Cyberstalking in Turkey is a serious criminal and personal safety issue. Turkish Penal Code Article 123/A provides a specific legal framework for persistent stalking, including attempts to contact a person through communication tools, information systems or third persons where the conduct causes serious uneasiness or concern for safety. Cyberstalking may also involve threats under Article 106, disturbing peace under Article 123, blackmail under Article 107, privacy violations under Article 134, personal data offences under Article 136, and cybercrime offences under Articles 243 and 244.

For victims, the strongest response is fast and evidence-based. Messages, calls, screenshots, account URLs, fake profiles, third-party contact attempts, threats and privacy violations must be preserved. A criminal complaint should explain persistence, serious uneasiness, safety concern and the effect on daily life. If private content is published online, Law No. 5651 Article 9/A may provide urgent access-blocking options.

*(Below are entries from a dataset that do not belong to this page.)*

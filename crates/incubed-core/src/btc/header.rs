use super::merkle;
use super::serialize::{BlockHeader, HEADER_SIZE};
use super::target::{check_new_target, meets_target, target_from_bits, DAP_LENGTH};
use super::tx::Transaction;
use crate::bytes::reversed;
use crate::error::{VerifyError, VerifyResult};
use crate::types::BtcProof;
use alloy_primitives::U256;

/// Check the header's proof of work and, when given, that its target is the
/// expected one. Returns the display-order hash and the header's target.
pub fn verify_pow(header: &BlockHeader<'_>, expected_target: Option<U256>) -> VerifyResult<([u8; 32], U256)> {
    let target = target_from_bits(header.bits());
    let hash = header.hash();
    if !meets_target(&hash, target) {
        return Err(VerifyError::invalid(
            "Invalid proof of work. the hash is greater than the target",
        ));
    }
    if let Some(expected) = expected_target {
        if expected != target {
            return Err(VerifyError::invalid("Invalid target"));
        }
    }
    Ok((hash, target))
}

/// Block height committed in the coinbase input (BIP34). The coinbase and
/// its merkle path at index 0 come with the proof.
pub fn block_number(header: &BlockHeader<'_>, proof: &BtcProof) -> VerifyResult<u64> {
    let raw = header.raw();
    if raw[0] == 1 && raw[1..4] == [0, 0, 0] {
        return Err(VerifyError::unsupported("no pre bip34 support"));
    }

    let merkle_proof = proof
        .cbtx_merkle_proof
        .as_deref()
        .filter(|p| !p.is_empty())
        .ok_or_else(|| VerifyError::missing("missing merkle proof"))?;
    let cbtx = proof
        .cbtx
        .as_deref()
        .filter(|tx| !tx.is_empty())
        .ok_or_else(|| VerifyError::missing("missing coinbase tx"))?;

    let tx = Transaction::parse(cbtx).map_err(|e| e.context("invalid coinbase tx"))?;
    if !merkle::verify_proof(&header.merkle_root(), merkle_proof, 0, &reversed(&tx.txid())) {
        return Err(VerifyError::invalid("merkleProof failed!"));
    }
    if tx.inputs.len() != 1 {
        return Err(VerifyError::invalid("vin count needs to be 1 for coinbase tx"));
    }

    match tx.inputs[0].script {
        [3, a, b, c, ..] => Ok(u64::from(*a) | u64::from(*b) << 8 | u64::from(*c) << 16),
        _ => Err(VerifyError::invalid("invalid coinbase signature")),
    }
}

/// Walk `finality` headers on top of the block. Each must link to its
/// predecessor and meet the current target; crossing a DAP boundary moves to
/// the new target (within the 4x bound) and restarts the count.
pub fn check_finality(
    block_hash: &[u8; 32],
    block_number: u64,
    finality: usize,
    final_headers: &[u8],
    target: U256,
) -> VerifyResult<()> {
    if finality == 0 {
        return if final_headers.is_empty() {
            Ok(())
        } else {
            Err(VerifyError::invalid(
                "got finality headers even though they were not expected",
            ))
        };
    }

    let mut parent = *block_hash;
    let mut target = target;
    let mut number = block_number + 1;
    let mut remaining = finality;
    let mut offset = 0usize;

    while remaining > 0 {
        let raw = final_headers
            .get(offset..offset + HEADER_SIZE)
            .ok_or_else(|| VerifyError::invalid("Not enough finality blockheaders"))?;
        let header = BlockHeader::parse(raw)?;

        if number % DAP_LENGTH == 0 {
            let next = target_from_bits(header.bits());
            check_new_target(target, next)?;
            target = next;
            remaining = finality;
        }
        if reversed(&header.parent_hash()) != parent {
            return Err(VerifyError::invalid("wrong parent_hash in finality block"));
        }
        parent = verify_pow(&header, Some(target))?.0;

        remaining -= 1;
        number += 1;
        offset += HEADER_SIZE;
    }

    if offset < final_headers.len() {
        return Err(VerifyError::invalid("too many final headers"));
    }
    Ok(())
}

#[cfg(test)]
mod tests {
    use super::*;
    use crate::fixtures::btc::{coinbase_tx, mine_chain, mine_header, REGTEST_BITS};

    #[test]
    fn test_pow_and_expected_target() {
        let header = mine_header([0u8; 32], [1u8; 32], REGTEST_BITS);
        let parsed = BlockHeader::parse(&header).unwrap();
        let (hash, target) = verify_pow(&parsed, None).unwrap();
        assert_eq!(hash, parsed.hash());
        assert_eq!(target, target_from_bits(REGTEST_BITS));
        assert_eq!(
            verify_pow(&parsed, Some(target / U256::from(2u8))).unwrap_err().message,
            "Invalid target"
        );
    }

    #[test]
    fn test_insufficient_work_rejected() {
        // mainnet target on an unmined header
        let mut header = [0u8; 80];
        header[0] = 2;
        header[72..76].copy_from_slice(&0x1d00ffffu32.to_le_bytes());
        let parsed = BlockHeader::parse(&header).unwrap();
        assert!(verify_pow(&parsed, None).unwrap_err().message.starts_with("Invalid proof of work"));
    }

    #[test]
    fn test_block_number_from_coinbase() {
        let cbtx = coinbase_tx(700_123);
        let txid = Transaction::parse(&cbtx).unwrap().txid();
        let leaves = [reversed(&txid), [9u8; 32]];
        let header = mine_header([0u8; 32], merkle::root(&leaves), REGTEST_BITS);
        let parsed = BlockHeader::parse(&header).unwrap();

        let mut proof = BtcProof {
            cbtx: Some(cbtx),
            cbtx_merkle_proof: Some(merkle::proof(&leaves, 0)),
            ..Default::default()
        };
        assert_eq!(block_number(&parsed, &proof).unwrap(), 700_123);

        proof.cbtx_merkle_proof = Some(vec![0u8; 32]);
        assert_eq!(block_number(&parsed, &proof).unwrap_err().message, "merkleProof failed!");
        proof.cbtx_merkle_proof = None;
        assert_eq!(
            block_number(&parsed, &proof).unwrap_err().kind,
            crate::error::ErrorKind::ProofMissing
        );
    }

    #[test]
    fn test_finality_chain() {
        let chain = mine_chain([0u8; 32], 4, REGTEST_BITS);
        let first = BlockHeader::parse(&chain[0]).unwrap();
        let target = target_from_bits(REGTEST_BITS);
        let finals: Vec<u8> = chain[1..].concat();

        assert!(check_finality(&first.hash(), 100, 3, &finals, target).is_ok());
        assert_eq!(
            check_finality(&first.hash(), 100, 3, &finals[..160], target).unwrap_err().message,
            "Not enough finality blockheaders"
        );
        assert_eq!(
            check_finality(&first.hash(), 100, 2, &finals, target).unwrap_err().message,
            "too many final headers"
        );
        assert_eq!(
            check_finality(&[7u8; 32], 100, 3, &finals, target).unwrap_err().message,
            "wrong parent_hash in finality block"
        );
        assert!(check_finality(&first.hash(), 100, 0, &finals, target).is_err());
        assert!(check_finality(&first.hash(), 100, 0, &[], target).is_ok());
    }
}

If there is a domestic violence or ex-partner context, protective measures should be considered.

For suspects, defence depends on persistence, intent, mutual communication, account ownership, context and whether the conduct truly caused serious uneasiness or safety concern. Not every online dispute is cyberstalking, but repeated unwanted digital pursuit can cross the criminal threshold.

In Turkey’s digital environment, cyberstalking can damage privacy, freedom, reputation and safety. Effective legal protection requires timely complaint, precise evidence, correct legal classification and a strategy that combines criminal law, digital evidence, protection measures and civil remedies.